Estos y otros guiños, estupendo ese final tan parecido a La ventana indiscreta (Alfred Hitchcock, 1954), nos hacen paladear la película como el amargo y por momentos obsceno filme que es. Todo además muy bien empaquetado y fielmente adaptado por Ozon, que convierte igualmente la labor de casting de Leila Fournier y Sarah Teper en altamente meritoria. De un mismo modo el proceso de degradación de Germain no sería igual sin las labores a este respecto de Pascaline Chavanne en vestuario y Marie-Anne Hum y Gill Robillard en el departamento de maquillaje. La fotografía de Jérôme Alméras resulta tenue en la oscuridad de lo depravado —es curioso como a Ernst Umhauer, actor que interpreta a Claude, le costó volver a encontrar trabajo en el cine— y funcional y acorde al intrépido montaje de Laure Gardette, en el resto de los momentos. Hay elipsis que funcionan a la perfección de la misma manera en que se abre o se cierra la puerta de una habitación. Además de los actores citados, el rol de una irreconocible Emmanuelle Seigner, musa y mujer de Roman Polanski, y que aquí interpreta a una estilizada Esther, resulta muy valorable igualmente.

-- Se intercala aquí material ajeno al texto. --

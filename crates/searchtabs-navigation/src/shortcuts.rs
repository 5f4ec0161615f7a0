//! Keyboard shortcut bindings
//!
//! Combos are written the way menus show them: `Ctrl+T`, `Ctrl+Shift+M`.
//! Parsing is case-insensitive; `Display` always produces the canonical form
//! (modifiers in Ctrl, Shift, Alt, Meta order, key capitalized).

use serde::{Deserialize, Serialize};
use std::fmt;
use std::str::FromStr;

use crate::error::NavigationError;

#[derive(Debug, Clone, Copy, Default, PartialEq, Eq, Hash, Serialize, Deserialize)]
pub struct Modifiers {
    pub ctrl: bool,
    pub shift: bool,
    pub alt: bool,
    pub meta: bool,
}

impl Modifiers {
    pub const CTRL: Self = Self {
        ctrl: true,
        shift: false,
        alt: false,
        meta: false,
    };
}

#[derive(Debug, Clone, PartialEq, Eq, Hash)]
pub struct KeyCombo {
    modifiers: Modifiers,
    key: String,
}

impl KeyCombo {
    pub fn new(modifiers: Modifiers, key: &str) -> Self {
        Self {
            modifiers,
            key: canonical_key(key),
        }
    }

    pub fn ctrl(key: &str) -> Self {
        Self::new(Modifiers::CTRL, key)
    }

    /// Parse a combo such as `ctrl+shift+m`
    pub fn parse(input: &str) -> crate::Result<Self> {
        let input = input.trim();
        let mut parts: Vec<&str> = input.split('+').map(str::trim).collect();

        let key = parts.pop().filter(|k| !k.is_empty()).ok_or_else(|| {
            NavigationError::InvalidKeyCombo(input.to_string())
        })?;

        let mut modifiers = Modifiers::default();
        for part in parts {
            let flag = match part.to_lowercase().as_str() {
                "ctrl" | "control" => &mut modifiers.ctrl,
                "shift" => &mut modifiers.shift,
                "alt" => &mut modifiers.alt,
                "meta" | "cmd" | "super" => &mut modifiers.meta,
                "" => return Err(NavigationError::InvalidKeyCombo(input.to_string())),
                _ => return Err(NavigationError::UnknownModifier(part.to_string())),
            };
            *flag = true;
        }

        Ok(Self::new(modifiers, key))
    }

    pub fn modifiers(&self) -> Modifiers {
        self.modifiers
    }

    pub fn key(&self) -> &str {
        &self.key
    }
}

impl FromStr for KeyCombo {
    type Err = NavigationError;

    fn from_str(s: &str) -> crate::Result<Self> {
        Self::parse(s)
    }
}

impl fmt::Display for KeyCombo {
    fn fmt(&self, f: &mut fmt::Formatter<'_>) -> fmt::Result {
        let names = [
            (self.modifiers.ctrl, "Ctrl"),
            (self.modifiers.shift, "Shift"),
            (self.modifiers.alt, "Alt"),
            (self.modifiers.meta, "Meta"),
        ];
        for (_, name) in names.iter().filter(|(held, _)| *held) {
            write!(f, "{}+", name)?;
        }
        write!(f, "{}", self.key)
    }
}

/// `t` -> `T`, `tab` -> `Tab`, `f5` -> `F5`
fn canonical_key(key: &str) -> String {
    let key = key.trim();
    let mut chars = key.chars();
    match chars.next() {
        Some(first) => first
            .to_uppercase()
            .chain(chars.flat_map(char::to_lowercase))
            .collect(),
        None => String::new(),
    }
}

/// Something the shell does in response to a shortcut or toolbar button.
#[derive(Debug, Clone, Copy, PartialEq, Eq, Hash, Serialize, Deserialize)]
#[serde(rename_all = "snake_case")]
pub enum Action {
    NewTab,
    Reload,
    CloseTab,
    NextTab,
    GoHome,
}

impl Action {
    pub fn as_str(&self) -> &'static str {
        match self {
            Action::NewTab => "new_tab",
            Action::Reload => "reload",
            Action::CloseTab => "close_tab",
            Action::NextTab => "next_tab",
            Action::GoHome => "go_home",
        }
    }
}

impl fmt::Display for Action {
    fn fmt(&self, f: &mut fmt::Formatter<'_>) -> fmt::Result {
        f.write_str(self.as_str())
    }
}

#[derive(Debug, Clone)]
pub struct ShortcutMap {
    bindings: Vec<(KeyCombo, Action)>,
}

impl Default for ShortcutMap {
    fn default() -> Self {
        Self {
            bindings: vec![
                (KeyCombo::ctrl("T"), Action::NewTab),
                (KeyCombo::ctrl("R"), Action::Reload),
                (KeyCombo::ctrl("W"), Action::CloseTab),
                (KeyCombo::ctrl("Tab"), Action::NextTab),
            ],
        }
    }
}

impl ShortcutMap {
    pub fn empty() -> Self {
        Self {
            bindings: Vec::new(),
        }
    }

    /// Bind a combo, replacing whatever it was bound to before.
    pub fn bind(&mut self, combo: KeyCombo, action: Action) {
        match self.bindings.iter_mut().find(|(c, _)| *c == combo) {
            Some(binding) => binding.1 = action,
            None => self.bindings.push((combo, action)),
        }
    }

    pub fn resolve(&self, combo: &KeyCombo) -> Option<Action> {
        self.bindings
            .iter()
            .find(|(c, _)| c == combo)
            .map(|(_, action)| *action)
    }

    /// All bindings in registration order, for the settings dialog.
    pub fn bindings(&self) -> &[(KeyCombo, Action)] {
        &self.bindings
    }
}
//! SearchTabs Storage Layer
//!
//! Owns everything that touches disk:
//! - the SQLite settings store shared by every component
//! - the engine profile (`StorageContext`) and its on-disk location
//! - the two-phase profile reset protocol

mod context;
mod database;
mod error;
mod migrations;
mod reset;
mod settings;

pub use context::{StorageContext, StorageManager, CACHE_MAX_BYTES, PROFILE_DIR_NAME};
pub use database::Database;
pub use error::StorageError;
pub use reset::{ConfirmPrompt, Relauncher, ResetOutcome, ResetRequest, SystemRelauncher};
pub use settings::keys;

pub type Result<T> = std::result::Result<T, StorageError>;
//! SearchTabs Navigation
//!
//! - `NavigationController`: home and reload for the focused tab
//! - `ShortcutMap`: key combos to shell actions
//!
//! Default bindings:
//! - `Ctrl+T` new tab
//! - `Ctrl+R` reload
//! - `Ctrl+W` close tab
//! - `Ctrl+Tab` next tab

mod controller;
mod error;
mod shortcuts;

pub use controller::NavigationController;
pub use error::NavigationError;
pub use shortcuts::{Action, KeyCombo, Modifiers, ShortcutMap};

pub type Result<T> = std::result::Result<T, NavigationError>;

Galardonada con la Concha de Oro el 2012 en el Festival de San Sebastián a mejor película y guion, crítica y público se dieron la mano a la hora de cosechar hasta un premio FIPRESCI en Toronto, seis nominaciones en los César, etc. La película no solo tiene este acabado tan preciso y fantástico, sino que hace acordarnos de ese libro de Capote del que hablábamos en un principio, en tanto en cuanto también contiene ese Ataúdes tallados a mano, que nos llevó a tantos y tantos lectores a su novela cumbre A sangre fría, donde el escritor vivió en tal sombra de dudas que su identificación con los dos criminales le pasó una terrible y horrible factura. La circunstancia de que tanto Ozon, como Mayorga y Capote sepan adelantar a sus personajes hacia su destino, tan paso a paso, y con la carpintería en las historias tan precisa y capaz de adelantarse a las expectativas del espectador, les emparenta secretamente con una especie de club secreto de espectadores y lectores a los que gusta el trabajo bien hecho.